Es gibt allerdings auch die Fans, denen die „neue“Freiheit, das Leben
eben nicht mehr ganz nach dem Spielplan auszurichten, vor allem familiär Pluspunkte einbringt. „Wann ist man sonst so oft samstags daheim“, sagt Weigand. Dass der große Boom des Fußballs, den es vor der Pandemie gab, weitergeht, glaubt Weigand nicht. Aber er sieht auch nicht das Ende der Fankultur nahen. Natürlich gibt es Fans, die zugeben, dass die Distanz eine gewisse Entfremdung mit sich bringt.
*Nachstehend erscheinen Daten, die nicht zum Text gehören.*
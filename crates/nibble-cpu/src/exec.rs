use nibble_mem::Memory;
use nibble_storage::ByteStorage;

use crate::io::Console;
use crate::isa::{self, Opcode};
use crate::state::{CpuState, Reg};
use crate::CpuError;

/// Why the CPU stopped.
#[derive(Debug, Clone, Copy, PartialEq, Eq)]
pub enum HaltReason {
    /// A `HALT` instruction retired.
    Halt,
    /// The instruction byte at `pc` carried an opcode with no defined semantics.
    UnrecognizedOpcode { opcode: u8, pc: u16 },
    /// The instruction at `pc` named a register index outside `R0..=R3`.
    InvalidRegister { index: u8, pc: u16 },
}

#[derive(Debug, Clone, Copy, PartialEq, Eq)]
pub enum Step {
    Continue,
    Halted(HaltReason),
}

/// Result of a bounded run (see [`Cpu::run_slice`]).
#[derive(Debug, Clone, Copy, PartialEq, Eq)]
pub enum RunExit {
    Halted { reason: HaltReason, executed: u64 },
    BudgetExhausted { executed: u64 },
}

impl RunExit {
    pub fn executed(&self) -> u64 {
        match *self {
            RunExit::Halted { executed, .. } | RunExit::BudgetExhausted { executed } => executed,
        }
    }
}

/// Fetch-decode-execute engine.
///
/// The host keeps ownership of memory, disk and console; the CPU only borrows
/// them for as long as it runs.
pub struct Cpu<'a, D: ByteStorage + ?Sized, C: Console + ?Sized> {
    state: CpuState,
    memory: &'a mut Memory,
    disk: &'a mut D,
    console: &'a mut C,
    retired: u64,
}

impl<'a, D: ByteStorage + ?Sized, C: Console + ?Sized> Cpu<'a, D, C> {
    pub fn new(memory: &'a mut Memory, disk: &'a mut D, console: &'a mut C) -> Self {
        Self::with_state(CpuState::default(), memory, disk, console)
    }

    pub fn with_state(
        state: CpuState,
        memory: &'a mut Memory,
        disk: &'a mut D,
        console: &'a mut C,
    ) -> Self {
        Self {
            state,
            memory,
            disk,
            console,
            retired: 0,
        }
    }

    pub fn state(&self) -> &CpuState {
        &self.state
    }

    pub fn state_mut(&mut self) -> &mut CpuState {
        &mut self.state
    }

    pub fn into_state(self) -> CpuState {
        self.state
    }

    /// Instructions executed since construction, counting the one that halted
    /// the CPU (including unrecognized-opcode and invalid-register halts).
    /// Instructions that abort with an error are not counted.
    pub fn instructions_retired(&self) -> u64 {
        self.retired
    }

    /// Runs from `entry_pc` until the CPU halts.
    ///
    /// Blocks for as long as the program runs, including while `IN` waits on the
    /// console. Memory/disk bounds violations and console failures abort the run
    /// with an error; registers and flag are left as they were before the
    /// faulting instruction, though the program counter has moved past any bytes
    /// it already fetched.
    pub fn execute(&mut self, entry_pc: u16) -> Result<HaltReason, CpuError> {
        self.state.pc = entry_pc;
        self.state.running = true;
        loop {
            match self.step() {
                Ok(Step::Continue) => {}
                Ok(Step::Halted(reason)) => return Ok(reason),
                Err(e) => {
                    self.state.running = false;
                    return Err(e);
                }
            }
        }
    }

    /// Runs at most `budget` instructions.
    ///
    /// With `entry_pc = None` execution resumes at the current program counter.
    pub fn run_slice(&mut self, entry_pc: Option<u16>, budget: u64) -> Result<RunExit, CpuError> {
        if let Some(pc) = entry_pc {
            self.state.pc = pc;
        }
        self.state.running = true;

        let mut executed = 0u64;
        while executed < budget {
            let step = self.step().inspect_err(|_| self.state.running = false)?;
            executed += 1;
            if let Step::Halted(reason) = step {
                return Ok(RunExit::Halted { reason, executed });
            }
        }
        Ok(RunExit::BudgetExhausted { executed })
    }

    /// Executes exactly one instruction.
    pub fn step(&mut self) -> Result<Step, CpuError> {
        let step = self.step_inner()?;
        self.retired += 1;
        Ok(step)
    }

    fn step_inner(&mut self) -> Result<Step, CpuError> {
        let inst_pc = self.state.pc;
        let (nibble, operand) = isa::split(self.fetch()?);

        let Some(opcode) = Opcode::decode(nibble) else {
            tracing::warn!(opcode = nibble, pc = inst_pc, "unrecognized opcode; halting");
            self.state.running = false;
            return Ok(Step::Halted(HaltReason::UnrecognizedOpcode {
                opcode: nibble,
                pc: inst_pc,
            }));
        };

        tracing::trace!(
            pc = inst_pc,
            op = opcode.mnemonic(),
            operand,
            len = 1 + opcode.extra_bytes(),
            "step"
        );

        // Opcodes that ignore the operand never read `rn`.
        let rn = if opcode.uses_register_operand() {
            match Reg::try_from(operand) {
                Ok(reg) => reg,
                Err(index) => return Ok(self.invalid_register(index, inst_pc)),
            }
        } else {
            Reg::R0
        };

        match opcode {
            Opcode::Nop => {}
            Opcode::Load => {
                let imm = self.fetch()?;
                self.state.set_reg_flags(rn, imm);
            }
            Opcode::Store => {
                let addr = self.fetch()?;
                self.memory.write_u8(u64::from(addr), self.state.reg(rn))?;
            }
            Opcode::Add | Opcode::Sub => {
                let rm = match Reg::try_from(self.fetch()?) {
                    Ok(reg) => reg,
                    Err(index) => return Ok(self.invalid_register(index, inst_pc)),
                };
                let a = u16::from(self.state.reg(rn));
                let b = u16::from(self.state.reg(rm));
                let wide = if opcode == Opcode::Add {
                    a + b
                } else {
                    a.wrapping_sub(b)
                };
                self.state.set_reg_flags(rn, wide as u8);
            }
            Opcode::Jmp => {
                self.state.pc = self.fetch_addr16()?;
            }
            Opcode::Jz => {
                let target = self.fetch_addr16()?;
                if self.state.zf {
                    self.state.pc = target;
                }
            }
            Opcode::Call => {
                let target = self.fetch_addr16()?;
                let [lo, hi] = self.state.pc.to_le_bytes();
                self.push(hi)?;
                self.push(lo)?;
                self.state.pc = target;
            }
            Opcode::Ret => {
                let lo = self.pop()?;
                let hi = self.pop()?;
                self.state.pc = u16::from_le_bytes([lo, hi]);
            }
            Opcode::In => {
                let value = self.console.input(rn)?;
                self.state.set_reg_flags(rn, value as u8);
            }
            Opcode::Out => {
                self.console.output(rn, self.state.reg(rn))?;
            }
            Opcode::DiskRead => {
                let addr = self.fetch_addr16()?;
                let value = self.disk.read_u8(u64::from(addr))?;
                self.state.set_reg_flags(rn, value);
            }
            Opcode::DiskWrite => {
                let addr = self.fetch_addr16()?;
                self.disk.write_u8(u64::from(addr), self.state.reg(rn))?;
            }
            Opcode::Halt => {
                self.state.running = false;
                tracing::debug!(pc = inst_pc, retired = self.retired + 1, "halted");
                return Ok(Step::Halted(HaltReason::Halt));
            }
        }

        Ok(Step::Continue)
    }

    fn invalid_register(&mut self, index: u8, pc: u16) -> Step {
        tracing::warn!(index, pc, "invalid register index; halting");
        self.state.running = false;
        Step::Halted(HaltReason::InvalidRegister { index, pc })
    }

    fn fetch(&mut self) -> Result<u8, CpuError> {
        let byte = self.memory.read_u8(u64::from(self.state.pc))?;
        self.state.pc = self.state.pc.wrapping_add(1);
        Ok(byte)
    }

    fn fetch_addr16(&mut self) -> Result<u16, CpuError> {
        let lo = self.fetch()?;
        let hi = self.fetch()?;
        Ok(u16::from_le_bytes([lo, hi]))
    }

    fn push(&mut self, value: u8) -> Result<(), CpuError> {
        self.memory.write_u8(self.state.sp.addr(), value)?;
        self.state.sp.decrement();
        Ok(())
    }

    fn pop(&mut self) -> Result<u8, CpuError> {
        self.state.sp.increment();
        Ok(self.memory.read_u8(self.state.sp.addr())?)
    }
}

#[cfg(test)]
mod tests {
    use nibble_mem::MIN_MEMORY_SIZE;
    use nibble_storage::MemDisk;

    use super::*;
    use crate::ScriptedConsole;

    fn run(program: &[u8]) -> (CpuState, HaltReason, Memory) {
        let mut mem = Memory::new(MIN_MEMORY_SIZE).unwrap();
        mem.load(0x100, program).unwrap();
        let mut disk = MemDisk::new(0x1_0000).unwrap();
        let mut console = ScriptedConsole::default();
        let mut cpu = Cpu::new(&mut mem, &mut disk, &mut console);
        let reason = cpu.execute(0x100).unwrap();
        let state = cpu.into_state();
        (state, reason, mem)
    }

    #[test]
    fn nop_then_halt() {
        let (state, reason, _) = run(&[0x00, 0x00, 0xF0]);
        assert_eq!(reason, HaltReason::Halt);
        assert_eq!(state.pc, 0x103);
        assert!(!state.running);
    }

    #[test]
    fn store_writes_low_memory_without_touching_flag() {
        // LOAD R2,0 ; LOAD R1,0x7E ; STORE R1,0x40 ; HALT
        let (state, _, mem) = run(&[0x12, 0x00, 0x11, 0x7E, 0x21, 0x40, 0xF0]);
        assert_eq!(mem.read_u8(0x40).unwrap(), 0x7E);
        assert!(!state.zf, "LOAD R1 cleared zf; STORE must not touch it");
    }

    #[test]
    fn sub_wraps_on_underflow() {
        // LOAD R0,1 ; LOAD R1,2 ; SUB R0,R1 ; HALT
        let (state, _, _) = run(&[0x10, 0x01, 0x11, 0x02, 0x40, 0x01, 0xF0]);
        assert_eq!(state.reg(Reg::R0), 0xFF);
        assert!(!state.zf);
    }

    #[test]
    fn add_to_zero_sets_flag() {
        // LOAD R0,0x80 ; ADD R0,R0 ; HALT
        let (state, _, _) = run(&[0x10, 0x80, 0x30, 0x00, 0xF0]);
        assert_eq!(state.reg(Reg::R0), 0);
        assert!(state.zf);
    }

    #[test]
    fn operand_nibble_is_ignored_by_control_flow() {
        // JMP with a non-zero low nibble still jumps.
        let (state, reason, _) = run(&[0x5F, 0x05, 0x01, 0xE0, 0xE0, 0xF0]);
        assert_eq!(reason, HaltReason::Halt);
        assert_eq!(state.pc, 0x106);
    }

    #[test]
    fn unrecognized_opcode_reports_instruction_address() {
        let (state, reason, _) = run(&[0x00, 0xD3]);
        assert_eq!(
            reason,
            HaltReason::UnrecognizedOpcode {
                opcode: 0xD,
                pc: 0x101
            }
        );
        assert_eq!(state.pc, 0x102);
    }

    #[test]
    fn bad_register_operand_halts_before_fetching_immediate() {
        let (state, reason, _) = run(&[0x14, 0x01]);
        assert_eq!(reason, HaltReason::InvalidRegister { index: 4, pc: 0x100 });
        assert_eq!(state.pc, 0x101);
        assert_eq!(state.regs(), [0; 4]);
        assert!(!state.running);
    }

    #[test]
    fn bad_second_register_halts() {
        // ADD R0, R9
        let (state, reason, _) = run(&[0x30, 0x09]);
        assert_eq!(reason, HaltReason::InvalidRegister { index: 9, pc: 0x100 });
        assert_eq!(state.pc, 0x102);
    }
}
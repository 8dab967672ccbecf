use std::fs::{File, OpenOptions};
use std::io::{ErrorKind, Read, Seek, SeekFrom, Write};
use std::path::{Path, PathBuf};

use crate::disk::{check_addr, ByteStorage};
use crate::{DiskError, Result};

/// Disk backed by a host file.
///
/// Every [`ByteStorage::write_u8`] is followed by `sync_data`, so a write is
/// durable before the call returns. There is no write-back cache.
#[derive(Debug)]
pub struct FileDisk {
    file: File,
    path: PathBuf,
    capacity: u64,
}

impl FileDisk {
    /// Opens `path`, creating it zero-filled to `capacity` bytes if it does not
    /// exist yet.
    ///
    /// Existing contents are reused verbatim. A file shorter than `capacity` is
    /// extended with zeroes; a longer one is left alone and only the first
    /// `capacity` bytes are addressable.
    pub fn open_or_create(path: impl AsRef<Path>, capacity: u64) -> Result<Self> {
        let path = path.as_ref();
        if capacity == 0 {
            return Err(DiskError::InvalidConfig("disk capacity must be non-zero"));
        }
        let unavailable = |source| DiskError::Unavailable {
            path: path.to_path_buf(),
            source,
        };

        let (file, created) = match OpenOptions::new().read(true).write(true).open(path) {
            Ok(file) => (file, false),
            Err(e) if e.kind() == ErrorKind::NotFound => {
                let file = OpenOptions::new()
                    .read(true)
                    .write(true)
                    .create_new(true)
                    .open(path)
                    .map_err(unavailable)?;
                (file, true)
            }
            Err(e) => return Err(unavailable(e)),
        };

        let len = file.metadata().map_err(unavailable)?.len();
        if len < capacity {
            // Extending via `set_len` reads back as zeroes on every supported host.
            file.set_len(capacity).map_err(unavailable)?;
            file.sync_all().map_err(unavailable)?;
        }

        if created {
            tracing::debug!(path = %path.display(), capacity, "created zero-filled disk");
        } else {
            tracing::debug!(path = %path.display(), capacity, existing_len = len, "reopened disk");
        }

        Ok(Self {
            file,
            path: path.to_path_buf(),
            capacity,
        })
    }

    pub fn path(&self) -> &Path {
        &self.path
    }
}

impl ByteStorage for FileDisk {
    fn capacity(&self) -> u64 {
        self.capacity
    }

    fn read_u8(&mut self, addr: u64) -> Result<u8> {
        check_addr(addr, self.capacity)?;
        let mut buf = [0u8; 1];
        self.file.seek(SeekFrom::Start(addr))?;
        self.file.read_exact(&mut buf)?;
        Ok(buf[0])
    }

    fn write_u8(&mut self, addr: u64, value: u8) -> Result<()> {
        check_addr(addr, self.capacity)?;
        self.file.seek(SeekFrom::Start(addr))?;
        self.file.write_all(&[value])?;
        self.file.sync_data()?;
        tracing::trace!(addr, value, "disk write");
        Ok(())
    }
}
Doch dass dies ein allgemeiner Trend wird unter den Gladbach-Fans, das befürchtet das Fanprojket
nicht. „Wir haben schon oft im Vorstand über die Situation gesprochen, da machen wir uns relativ wenig Sorgen“, sagt Weigand.
Borussias Fans haben eine tief verwurzelte Bindung zum Verein, gerade die älteren Generationen. „Diese Bindung hält es auch aus, wenn man, auch welchem Grund auch immer, mal ein Jahr nicht ins Stadion gehen kann. Auch der ständige Dialog der Fans mit dem Verein ist da wichtig“, sagt Weigand. Auch Matthias Küppers glaubt, dass die älteren Fans derzeit emotional im Vorteil sind. „Wir kennen ja die Bökelberg-Zeiten, als es noch Spiele mit unter 10.000 Zuschauern gab“, sagt er. Weigands persönliches erstes Stadion-Erlebnis war ein solches. „Das war 1984 ein DFB-Pokal-Spiel gegen Blau-Weiß Berlin. Da waren 6000 Fans da. Die Stimmung hat mich trotzdem fasziniert und mit dem Borussia-Virus infiziert.“
Die Fans haben sich auf gewisse Weise mit der Pandemie-Situation
arrangiert, auch die Mitglieder des Fanclub „Vennatic“. „Erst war da eine Delle, aber jetzt ist die Lust wieder da. Das liegt an den tollen Spielen, die Borussia macht, vor allem in der Champions League. Und daran, dass man sich mit dem Trainer und dem Team identifizieren kann“, sagt Küppers.
Manche Fans treffen sich in Videochats gar mit Bier und Grillwurst gerüstet, meist sind es aber normale Chat-Gruppen, in denen die Spiele in virtueller Gemeinsamkeit erlebt werden. „300 bis 400 Nachrichten“zählt Küppers pro Spiel, Weigand berichtet von geschriebenen Tor-Schreien mit extrem vielen „o“. In den WhatsApp-Gruppen wird gemeinsam gefeiert und gelitten und gemeckert. „Die WhatsApp-Gruppe ist für den Moment die neue Kurve. Es ist kein Ersatz, jeder will wieder ins Stadion. Aber so lange es nicht geht, kann man sich hier mit anderen Luft machen“, sagt Matthias Küppers.